● Directions
Return all lines from the listing below in which "filename" appears.
****************************************
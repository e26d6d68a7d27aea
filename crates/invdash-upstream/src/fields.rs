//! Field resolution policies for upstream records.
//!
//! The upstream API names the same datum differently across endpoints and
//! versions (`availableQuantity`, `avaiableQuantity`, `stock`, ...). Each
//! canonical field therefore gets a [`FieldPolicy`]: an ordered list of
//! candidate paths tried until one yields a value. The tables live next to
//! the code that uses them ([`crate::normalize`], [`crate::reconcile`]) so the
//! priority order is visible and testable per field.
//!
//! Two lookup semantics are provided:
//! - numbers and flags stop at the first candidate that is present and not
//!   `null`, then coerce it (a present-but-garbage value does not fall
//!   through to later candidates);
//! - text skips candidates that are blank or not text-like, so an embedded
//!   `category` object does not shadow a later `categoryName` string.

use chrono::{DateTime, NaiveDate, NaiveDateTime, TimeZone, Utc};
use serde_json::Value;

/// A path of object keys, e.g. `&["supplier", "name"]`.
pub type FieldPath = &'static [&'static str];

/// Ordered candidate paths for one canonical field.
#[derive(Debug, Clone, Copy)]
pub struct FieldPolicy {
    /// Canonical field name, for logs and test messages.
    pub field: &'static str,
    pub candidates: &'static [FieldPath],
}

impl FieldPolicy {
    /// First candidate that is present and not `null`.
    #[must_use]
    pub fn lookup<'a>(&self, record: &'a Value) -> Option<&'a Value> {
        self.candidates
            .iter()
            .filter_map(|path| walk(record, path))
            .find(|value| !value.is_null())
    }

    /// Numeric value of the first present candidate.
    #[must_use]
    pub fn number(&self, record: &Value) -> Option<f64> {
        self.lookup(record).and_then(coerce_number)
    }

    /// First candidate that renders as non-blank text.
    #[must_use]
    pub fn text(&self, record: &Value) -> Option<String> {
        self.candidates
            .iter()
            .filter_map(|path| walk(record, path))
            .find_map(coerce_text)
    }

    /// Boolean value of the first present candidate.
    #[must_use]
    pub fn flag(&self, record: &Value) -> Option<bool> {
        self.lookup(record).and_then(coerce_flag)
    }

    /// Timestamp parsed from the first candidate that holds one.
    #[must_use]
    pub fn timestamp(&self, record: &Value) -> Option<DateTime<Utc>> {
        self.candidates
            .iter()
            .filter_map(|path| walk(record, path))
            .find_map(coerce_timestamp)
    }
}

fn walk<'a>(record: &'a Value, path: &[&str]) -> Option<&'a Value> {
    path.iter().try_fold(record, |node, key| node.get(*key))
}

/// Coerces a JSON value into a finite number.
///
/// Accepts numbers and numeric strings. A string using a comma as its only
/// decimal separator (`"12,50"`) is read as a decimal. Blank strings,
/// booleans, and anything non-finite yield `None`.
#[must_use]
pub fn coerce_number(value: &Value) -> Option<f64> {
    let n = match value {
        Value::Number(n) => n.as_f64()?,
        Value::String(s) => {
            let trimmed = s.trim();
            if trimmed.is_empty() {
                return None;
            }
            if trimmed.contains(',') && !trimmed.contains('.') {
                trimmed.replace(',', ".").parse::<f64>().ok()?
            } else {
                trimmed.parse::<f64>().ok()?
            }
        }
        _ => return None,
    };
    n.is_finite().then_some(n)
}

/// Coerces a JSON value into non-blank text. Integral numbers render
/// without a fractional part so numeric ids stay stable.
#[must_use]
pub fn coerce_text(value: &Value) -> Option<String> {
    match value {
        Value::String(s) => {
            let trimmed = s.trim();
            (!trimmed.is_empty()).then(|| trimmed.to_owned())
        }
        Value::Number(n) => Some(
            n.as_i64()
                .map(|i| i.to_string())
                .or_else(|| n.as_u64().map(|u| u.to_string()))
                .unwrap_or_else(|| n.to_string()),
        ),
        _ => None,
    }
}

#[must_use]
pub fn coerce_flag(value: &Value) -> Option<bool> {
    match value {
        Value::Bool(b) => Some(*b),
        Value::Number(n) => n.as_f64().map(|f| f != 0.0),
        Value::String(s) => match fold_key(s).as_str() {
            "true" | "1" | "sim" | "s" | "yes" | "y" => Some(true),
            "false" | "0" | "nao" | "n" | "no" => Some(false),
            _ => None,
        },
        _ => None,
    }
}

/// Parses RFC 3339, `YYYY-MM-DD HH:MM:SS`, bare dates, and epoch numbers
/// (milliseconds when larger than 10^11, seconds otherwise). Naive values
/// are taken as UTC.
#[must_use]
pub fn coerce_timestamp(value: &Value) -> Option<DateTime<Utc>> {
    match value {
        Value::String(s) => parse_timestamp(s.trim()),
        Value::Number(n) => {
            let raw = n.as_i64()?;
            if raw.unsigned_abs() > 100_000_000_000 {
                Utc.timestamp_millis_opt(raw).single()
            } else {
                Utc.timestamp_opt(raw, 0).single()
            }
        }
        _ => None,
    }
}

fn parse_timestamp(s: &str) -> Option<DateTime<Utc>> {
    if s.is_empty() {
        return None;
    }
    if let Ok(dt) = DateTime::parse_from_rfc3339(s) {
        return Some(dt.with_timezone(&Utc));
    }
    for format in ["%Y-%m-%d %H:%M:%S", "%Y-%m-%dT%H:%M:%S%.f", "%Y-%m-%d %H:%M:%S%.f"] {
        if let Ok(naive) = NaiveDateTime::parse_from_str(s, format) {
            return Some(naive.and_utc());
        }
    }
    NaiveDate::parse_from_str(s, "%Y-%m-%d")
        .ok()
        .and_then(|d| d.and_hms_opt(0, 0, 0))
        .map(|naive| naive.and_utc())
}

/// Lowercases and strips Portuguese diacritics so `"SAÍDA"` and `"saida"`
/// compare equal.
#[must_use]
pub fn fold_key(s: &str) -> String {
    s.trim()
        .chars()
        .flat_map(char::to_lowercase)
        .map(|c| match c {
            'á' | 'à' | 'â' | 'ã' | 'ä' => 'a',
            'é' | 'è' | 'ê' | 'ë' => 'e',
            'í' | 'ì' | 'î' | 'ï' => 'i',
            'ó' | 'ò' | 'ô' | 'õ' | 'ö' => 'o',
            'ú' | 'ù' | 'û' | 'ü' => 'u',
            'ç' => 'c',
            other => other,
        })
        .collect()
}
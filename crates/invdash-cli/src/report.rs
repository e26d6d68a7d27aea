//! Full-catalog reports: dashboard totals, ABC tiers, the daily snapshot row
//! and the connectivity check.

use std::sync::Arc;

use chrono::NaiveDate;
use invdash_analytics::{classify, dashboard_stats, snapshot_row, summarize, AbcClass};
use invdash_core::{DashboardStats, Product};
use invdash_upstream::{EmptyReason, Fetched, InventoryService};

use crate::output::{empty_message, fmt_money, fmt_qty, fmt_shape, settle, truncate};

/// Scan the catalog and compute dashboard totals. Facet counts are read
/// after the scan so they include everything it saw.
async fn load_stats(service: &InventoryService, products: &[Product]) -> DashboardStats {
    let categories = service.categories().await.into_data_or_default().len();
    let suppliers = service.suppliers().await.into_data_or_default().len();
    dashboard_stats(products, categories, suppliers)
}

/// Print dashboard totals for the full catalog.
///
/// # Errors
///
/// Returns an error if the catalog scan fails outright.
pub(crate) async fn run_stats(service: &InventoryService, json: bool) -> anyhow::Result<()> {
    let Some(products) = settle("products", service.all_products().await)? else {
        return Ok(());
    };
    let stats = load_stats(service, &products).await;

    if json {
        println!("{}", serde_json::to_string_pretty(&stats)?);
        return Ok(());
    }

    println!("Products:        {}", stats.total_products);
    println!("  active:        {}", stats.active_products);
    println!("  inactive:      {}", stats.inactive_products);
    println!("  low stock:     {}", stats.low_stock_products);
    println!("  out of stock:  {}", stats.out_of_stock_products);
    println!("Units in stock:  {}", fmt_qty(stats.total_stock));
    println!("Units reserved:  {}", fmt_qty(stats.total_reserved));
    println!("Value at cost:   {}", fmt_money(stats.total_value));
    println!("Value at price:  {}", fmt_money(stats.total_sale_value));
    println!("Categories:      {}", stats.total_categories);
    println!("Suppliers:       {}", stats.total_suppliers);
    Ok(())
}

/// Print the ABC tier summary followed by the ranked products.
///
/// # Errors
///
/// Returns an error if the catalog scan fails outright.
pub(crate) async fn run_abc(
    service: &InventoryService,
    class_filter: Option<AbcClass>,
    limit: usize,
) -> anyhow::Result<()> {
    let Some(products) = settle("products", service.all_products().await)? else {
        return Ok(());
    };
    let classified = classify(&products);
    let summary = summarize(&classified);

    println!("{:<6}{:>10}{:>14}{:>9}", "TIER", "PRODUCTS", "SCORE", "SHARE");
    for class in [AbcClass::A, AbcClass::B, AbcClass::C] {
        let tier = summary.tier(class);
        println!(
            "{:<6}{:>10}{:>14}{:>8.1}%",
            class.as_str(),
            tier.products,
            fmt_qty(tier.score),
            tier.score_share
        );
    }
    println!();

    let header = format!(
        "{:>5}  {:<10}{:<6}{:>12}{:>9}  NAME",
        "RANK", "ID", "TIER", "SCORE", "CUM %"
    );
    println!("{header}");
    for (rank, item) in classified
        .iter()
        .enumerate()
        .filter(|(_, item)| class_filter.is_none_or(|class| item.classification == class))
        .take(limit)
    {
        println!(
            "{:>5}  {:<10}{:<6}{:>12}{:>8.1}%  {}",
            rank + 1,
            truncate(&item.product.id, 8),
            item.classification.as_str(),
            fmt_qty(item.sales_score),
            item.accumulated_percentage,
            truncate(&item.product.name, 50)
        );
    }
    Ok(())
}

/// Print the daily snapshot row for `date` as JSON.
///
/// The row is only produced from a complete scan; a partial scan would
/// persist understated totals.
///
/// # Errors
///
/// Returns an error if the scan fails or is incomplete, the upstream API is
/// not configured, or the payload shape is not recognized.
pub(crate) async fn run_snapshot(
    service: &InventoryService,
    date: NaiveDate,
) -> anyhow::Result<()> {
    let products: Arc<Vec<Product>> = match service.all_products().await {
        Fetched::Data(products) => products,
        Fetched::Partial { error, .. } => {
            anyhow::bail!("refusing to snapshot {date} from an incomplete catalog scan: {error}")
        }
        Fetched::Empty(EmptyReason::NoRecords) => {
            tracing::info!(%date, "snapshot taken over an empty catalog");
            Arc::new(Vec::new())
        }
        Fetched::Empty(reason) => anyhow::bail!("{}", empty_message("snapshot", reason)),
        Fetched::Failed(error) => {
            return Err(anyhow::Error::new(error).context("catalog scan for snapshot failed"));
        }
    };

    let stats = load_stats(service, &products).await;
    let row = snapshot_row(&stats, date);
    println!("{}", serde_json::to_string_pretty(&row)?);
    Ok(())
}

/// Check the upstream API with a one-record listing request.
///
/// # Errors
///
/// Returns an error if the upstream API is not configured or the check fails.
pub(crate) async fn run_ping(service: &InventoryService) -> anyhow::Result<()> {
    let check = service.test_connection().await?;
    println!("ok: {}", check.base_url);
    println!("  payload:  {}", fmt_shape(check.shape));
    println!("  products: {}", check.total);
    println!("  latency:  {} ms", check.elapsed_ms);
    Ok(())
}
****************************************
● Reply to the task
filename crates/invdash-upstream/src/fields.rs
filename crates/invdash-cli/src/report.rs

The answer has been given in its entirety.